I am an avid Roughfish angler & unfortunately I can't say the Catfishing is much to speak of in recent years - but Channels & Flatheads are still around in small numbers if you put in the work.
Big Carp once were quite common but as the water has cleared up with the introduction of the Zebra Mussels they became easy targets for bowfishing. I catch all 3 species of Buffalo Suckers in higher numbers than Carp Cat & Drum combined with pretty respectable size also. Good luck


----------



## gahannafly (Aug 11, 2012)

Unfortunately if you are successful at bow fishing the next guy won't be catching that one again.
Please catch and release-big walnut is not managed and it seems like some years all the fish are gone.


----------



## BetterMetalFish (Aug 8, 2012)

Not a bow fisher, and I catch, photo, release everything I catch.

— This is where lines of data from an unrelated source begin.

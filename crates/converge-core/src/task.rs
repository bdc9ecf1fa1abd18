use crate::HOUR;
use serde::{Deserialize, Serialize};
use serde_json::{json, Value};
use std::collections::BTreeMap;
use std::time::Duration;
use uuid::Uuid;

/// Recognized task option keys; any other key fails submission before the
/// backend is touched.
pub const TASK_OPTIONS: &[&str] = &[
    "result_status",
    "result_timeout",
    "heartrate",
    "taskset",
    "on_error",
    "size",
];

/// Base heartbeat interval in seconds when a task does not set one.
pub const DEFAULT_HEARTRATE: u64 = 30;

/// What to do with a taskset when one of its subtasks fails.
#[derive(Debug, Clone, Copy, PartialEq, Eq, Default, Serialize, Deserialize)]
#[serde(rename_all = "snake_case")]
pub enum OnError {
    /// The failure becomes the whole set's result; the set never converges.
    #[default]
    Fail,
    /// The failed subtask contributes a null and counting continues.
    Ignore,
}

impl OnError {
    pub fn as_str(&self) -> &'static str {
        match self {
            OnError::Fail => "fail",
            OnError::Ignore => "ignore",
        }
    }
}

/// Task options, kept as an open string-keyed map so submission can reject
/// unrecognized keys by name. Typed setters and getters cover the
/// recognized set; `with_option` is the raw escape hatch.
#[derive(Debug, Clone, PartialEq, Default, Serialize, Deserialize)]
#[serde(transparent)]
pub struct TaskOptions(BTreeMap<String, Value>);

impl TaskOptions {
    pub fn new() -> Self {
        Self::default()
    }

    /// Track status transitions for this task in the backend status store.
    pub fn with_result_status(mut self, on: bool) -> Self {
        self.0.insert("result_status".into(), Value::Bool(on));
        self
    }

    /// Keep the result for this many seconds after completion.
    pub fn with_result_timeout(mut self, seconds: u64) -> Self {
        self.0.insert("result_timeout".into(), json!(seconds));
        self
    }

    /// Base heartbeat interval in seconds.
    pub fn with_heartrate(mut self, seconds: u64) -> Self {
        self.0.insert("heartrate".into(), json!(seconds));
        self
    }

    pub fn with_on_error(mut self, policy: OnError) -> Self {
        self.0
            .insert("on_error".into(), Value::String(policy.as_str().into()));
        self
    }

    /// Expected subtask count, only meaningful for taskset-producing tasks.
    pub fn with_size(mut self, size: u64) -> Self {
        self.0.insert("size".into(), json!(size));
        self
    }

    /// Attach the aggregation barrier this task reports into on completion.
    pub fn with_taskset(mut self, taskset: TasksetRef) -> Self {
        self.0.insert(
            "taskset".into(),
            json!({
                "id": taskset.id,
                "name": taskset.name,
                "size": taskset.size,
                "heartrate": taskset.heartrate,
                "result_timeout": taskset.result_timeout,
                "on_error": taskset.on_error.as_str(),
            }),
        );
        self
    }

    /// Insert an arbitrary key. Validation happens at enqueue time, so this
    /// is how callers (and tests) produce an unrecognized-option rejection.
    pub fn with_option(mut self, key: impl Into<String>, value: Value) -> Self {
        self.0.insert(key.into(), value);
        self
    }

    /// Keys outside the recognized option set, sorted.
    pub fn unknown_keys(&self) -> Vec<String> {
        self.0
            .keys()
            .filter(|key| !TASK_OPTIONS.contains(&key.as_str()))
            .cloned()
            .collect()
    }

    /// True when the caller asked for a result placeholder; anything else is
    /// fire-and-forget.
    pub fn wants_result(&self) -> bool {
        self.result_status() || self.0.contains_key("result_timeout")
    }

    pub fn result_status(&self) -> bool {
        self.0
            .get("result_status")
            .and_then(Value::as_bool)
            .unwrap_or(false)
    }

    pub fn result_timeout(&self) -> Option<u64> {
        self.0.get("result_timeout").and_then(Value::as_u64)
    }

    pub fn heartrate(&self) -> u64 {
        self.0
            .get("heartrate")
            .and_then(Value::as_u64)
            .unwrap_or(DEFAULT_HEARTRATE)
    }

    pub fn on_error(&self) -> OnError {
        match self.0.get("on_error").and_then(Value::as_str) {
            Some("ignore") => OnError::Ignore,
            _ => OnError::Fail,
        }
    }

    pub fn size(&self) -> Option<u64> {
        self.0.get("size").and_then(Value::as_u64)
    }

    pub fn taskset(&self) -> Option<TasksetRef> {
        self.0
            .get("taskset")
            .and_then(|value| serde_json::from_value(value.clone()).ok())
    }
}

/// A serializable unit of work: a registered function name, its arguments,
/// and submission options. Immutable once enqueued; all later bookkeeping is
/// keyed by `id` in the backend.
#[derive(Debug, Clone, PartialEq, Serialize, Deserialize)]
pub struct Task {
    pub name: String,
    pub id: String,
    #[serde(default)]
    pub args: Vec<Value>,
    #[serde(default)]
    pub kwargs: BTreeMap<String, Value>,
    #[serde(default)]
    pub options: TaskOptions,
}

impl Task {
    pub fn new(name: impl Into<String>, args: Vec<Value>) -> Self {
        Task {
            name: name.into(),
            id: Uuid::new_v4().simple().to_string(),
            args,
            kwargs: BTreeMap::new(),
            options: TaskOptions::new(),
        }
    }

    pub fn with_id(mut self, id: impl Into<String>) -> Self {
        self.id = id.into();
        self
    }

    pub fn with_kwargs(mut self, kwargs: BTreeMap<String, Value>) -> Self {
        self.kwargs = kwargs;
        self
    }

    pub fn with_options(mut self, options: TaskOptions) -> Self {
        self.options = options;
        self
    }

    /// Liveness extension interval.
    pub fn heartrate(&self) -> Duration {
        Duration::from_secs(self.options.heartrate())
    }

    /// Result retention after completion.
    pub fn result_timeout(&self) -> Duration {
        Duration::from_secs(self.options.result_timeout().unwrap_or(HOUR))
    }
}

/// An object that can stand in for a task when waiting on or failing out a
/// result: anything with a task id and name.
pub trait TaskIdentity {
    fn task_id(&self) -> &str;
    fn task_name(&self) -> &str;
}

impl TaskIdentity for Task {
    fn task_id(&self) -> &str {
        &self.id
    }

    fn task_name(&self) -> &str {
        &self.name
    }
}

/// Serializable back-reference to a taskset, carried in a subtask's options.
#[derive(Debug, Clone, PartialEq, Serialize, Deserialize)]
pub struct TasksetRef {
    pub id: String,
    pub name: String,
    pub size: u64,
    /// Seconds.
    pub heartrate: u64,
    /// Seconds.
    pub result_timeout: u64,
    pub on_error: OnError,
}

/// Fan-out/fan-in barrier over a known number of subtasks. Initialize it
/// with the broker before enqueueing any subtask built via [`TaskSet::subtask`].
#[derive(Debug, Clone)]
pub struct TaskSet {
    id: String,
    name: String,
    size: u64,
    heartrate: u64,
    result_timeout: u64,
    on_error: OnError,
}

impl TaskSet {
    pub fn new(name: impl Into<String>, size: u64) -> Self {
        TaskSet {
            id: Uuid::new_v4().simple().to_string(),
            name: name.into(),
            size,
            heartrate: DEFAULT_HEARTRATE,
            result_timeout: HOUR,
            on_error: OnError::Fail,
        }
    }

    pub fn with_heartrate(mut self, seconds: u64) -> Self {
        self.heartrate = seconds;
        self
    }

    pub fn with_result_timeout(mut self, seconds: u64) -> Self {
        self.result_timeout = seconds;
        self
    }

    pub fn with_on_error(mut self, policy: OnError) -> Self {
        self.on_error = policy;
        self
    }

    pub fn id(&self) -> &str {
        &self.id
    }

    pub fn name(&self) -> &str {
        &self.name
    }

    pub fn size(&self) -> u64 {
        self.size
    }

    pub fn heartrate(&self) -> Duration {
        Duration::from_secs(self.heartrate)
    }

    pub fn result_timeout(&self) -> Duration {
        Duration::from_secs(self.result_timeout)
    }

    pub fn to_ref(&self) -> TasksetRef {
        TasksetRef {
            id: self.id.clone(),
            name: self.name.clone(),
            size: self.size,
            heartrate: self.heartrate,
            result_timeout: self.result_timeout,
            on_error: self.on_error,
        }
    }

    /// Build a subtask that reports into this set on completion.
    pub fn subtask(&self, name: impl Into<String>, args: Vec<Value>) -> Task {
        Task::new(name, args).with_options(TaskOptions::new().with_taskset(self.to_ref()))
    }
}

impl TaskIdentity for TaskSet {
    fn task_id(&self) -> &str {
        &self.id
    }

    fn task_name(&self) -> &str {
        &self.name
    }
}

I'm too much of a softee to actually kill anything (no problem eating it when it's dead though). 

If I ever brought a fish home I'd end up with a pet :/


----------



## Deazl666 (Mar 30, 2012)

BetterMetalFish said:


> Not a bow fisher, and I catch, photo, release everything I catch. I'm too much of a softee to actually kill anything (no problem eating it when it's dead though).
> 
> If I ever brought a fish home I'd end up with a pet :/


I don't get bowfishing at all, especially when the fish is simply tossed aside. Killing a fish for the sake of entertainment.


----------



## Baloogala (Jul 29, 2016)

I hear of crappie in the creek, but have yet to see or catch one. I have caught quite a few smallmouth in the last few months, saw a ton (something like two dozen) gar in one small stretch in Gahanna on Monday, will see carp in other places. There are so many good points to fish BWC that I'm not sure why I didn't start the creeks much sooner.


----------



## homepiece (May 11, 2007)

I have caught a couple of small crappie in Gahanna in the creek, but nothing of size and they have been few and far between.


----------



## OnTheFly (Jul 30, 2010)

acklac7 said:


> Depending on how far South you fish it you may very well find: Sauger, Saugeye, Muskie, Hybrid's, Flathead, Channels, Blue's, Drum, Panfish, Spotted Bass, LMB and of course, Smallmouth.
> 
> Not saying catching all of the above is going to be easy (might take you 5+ years), but they all can be found in various stretches of the Nut.


lies


----------



## MIGHTY (Sep 21, 2013)

I used to fish Big Walnut some what often and as mentioned above you can catch many different species of fish. Depending on where you go, it's not a bad idea to bring a trash bag or 7 along with you as some stretches look like a landfill


----------



## Baloogala (Jul 29, 2016)

Ain't that the truth, Mighty? Same with the Scioto. I use it as an object lesson for my kids and have them clean up around them when we go.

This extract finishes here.